Lines with the string "warn" are to be identified in the listing and copied.

━━━━━ Provided records

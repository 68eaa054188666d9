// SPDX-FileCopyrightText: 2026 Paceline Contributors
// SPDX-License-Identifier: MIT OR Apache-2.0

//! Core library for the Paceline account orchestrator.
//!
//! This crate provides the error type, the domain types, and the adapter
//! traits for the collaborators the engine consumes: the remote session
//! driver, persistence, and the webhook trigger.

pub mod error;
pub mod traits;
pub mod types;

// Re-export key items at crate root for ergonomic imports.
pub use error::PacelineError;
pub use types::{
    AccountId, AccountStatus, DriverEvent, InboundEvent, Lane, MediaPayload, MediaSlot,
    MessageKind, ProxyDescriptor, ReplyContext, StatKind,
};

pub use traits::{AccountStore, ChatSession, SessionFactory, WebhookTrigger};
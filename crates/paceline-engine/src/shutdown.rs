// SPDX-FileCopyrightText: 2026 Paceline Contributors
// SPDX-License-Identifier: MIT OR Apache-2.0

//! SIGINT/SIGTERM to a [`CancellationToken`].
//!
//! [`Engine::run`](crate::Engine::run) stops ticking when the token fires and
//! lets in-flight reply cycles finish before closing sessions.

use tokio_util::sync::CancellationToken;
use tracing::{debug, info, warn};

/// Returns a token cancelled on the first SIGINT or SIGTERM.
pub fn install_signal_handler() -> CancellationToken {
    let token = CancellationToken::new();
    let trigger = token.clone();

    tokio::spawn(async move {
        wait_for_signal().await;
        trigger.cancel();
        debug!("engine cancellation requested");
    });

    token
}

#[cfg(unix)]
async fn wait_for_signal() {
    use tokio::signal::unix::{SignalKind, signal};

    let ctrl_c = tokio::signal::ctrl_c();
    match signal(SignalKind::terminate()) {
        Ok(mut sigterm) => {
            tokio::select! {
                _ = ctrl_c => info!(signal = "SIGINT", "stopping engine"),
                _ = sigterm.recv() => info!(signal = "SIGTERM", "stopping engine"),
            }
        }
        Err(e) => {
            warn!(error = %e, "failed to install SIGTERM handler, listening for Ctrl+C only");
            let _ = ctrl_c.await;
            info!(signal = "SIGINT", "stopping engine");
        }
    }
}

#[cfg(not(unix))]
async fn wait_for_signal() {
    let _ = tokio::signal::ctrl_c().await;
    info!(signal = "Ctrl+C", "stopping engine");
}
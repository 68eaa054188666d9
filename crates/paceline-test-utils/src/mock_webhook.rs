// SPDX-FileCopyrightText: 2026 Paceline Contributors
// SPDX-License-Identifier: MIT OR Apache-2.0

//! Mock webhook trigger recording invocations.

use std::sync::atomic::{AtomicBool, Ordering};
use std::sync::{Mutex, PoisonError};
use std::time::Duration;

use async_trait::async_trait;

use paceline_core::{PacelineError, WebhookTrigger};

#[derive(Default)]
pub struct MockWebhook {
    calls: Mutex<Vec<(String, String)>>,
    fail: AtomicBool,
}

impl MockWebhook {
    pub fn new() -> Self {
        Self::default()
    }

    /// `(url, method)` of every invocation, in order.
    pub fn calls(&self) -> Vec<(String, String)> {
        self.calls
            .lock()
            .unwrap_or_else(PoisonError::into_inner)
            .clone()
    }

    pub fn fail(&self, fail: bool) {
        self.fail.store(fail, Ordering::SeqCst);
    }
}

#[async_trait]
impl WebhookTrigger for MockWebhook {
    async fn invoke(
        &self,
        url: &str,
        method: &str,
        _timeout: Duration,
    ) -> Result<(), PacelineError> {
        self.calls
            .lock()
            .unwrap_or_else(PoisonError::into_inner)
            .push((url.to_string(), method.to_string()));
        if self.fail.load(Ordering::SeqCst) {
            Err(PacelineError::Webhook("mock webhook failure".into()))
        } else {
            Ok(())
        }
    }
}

━━━━━━━━━━

• Your solution:
use tracing::{debug, info, warn};
            warn!(error = %e, "failed to install SIGTERM handler, listening for Ctrl+C only");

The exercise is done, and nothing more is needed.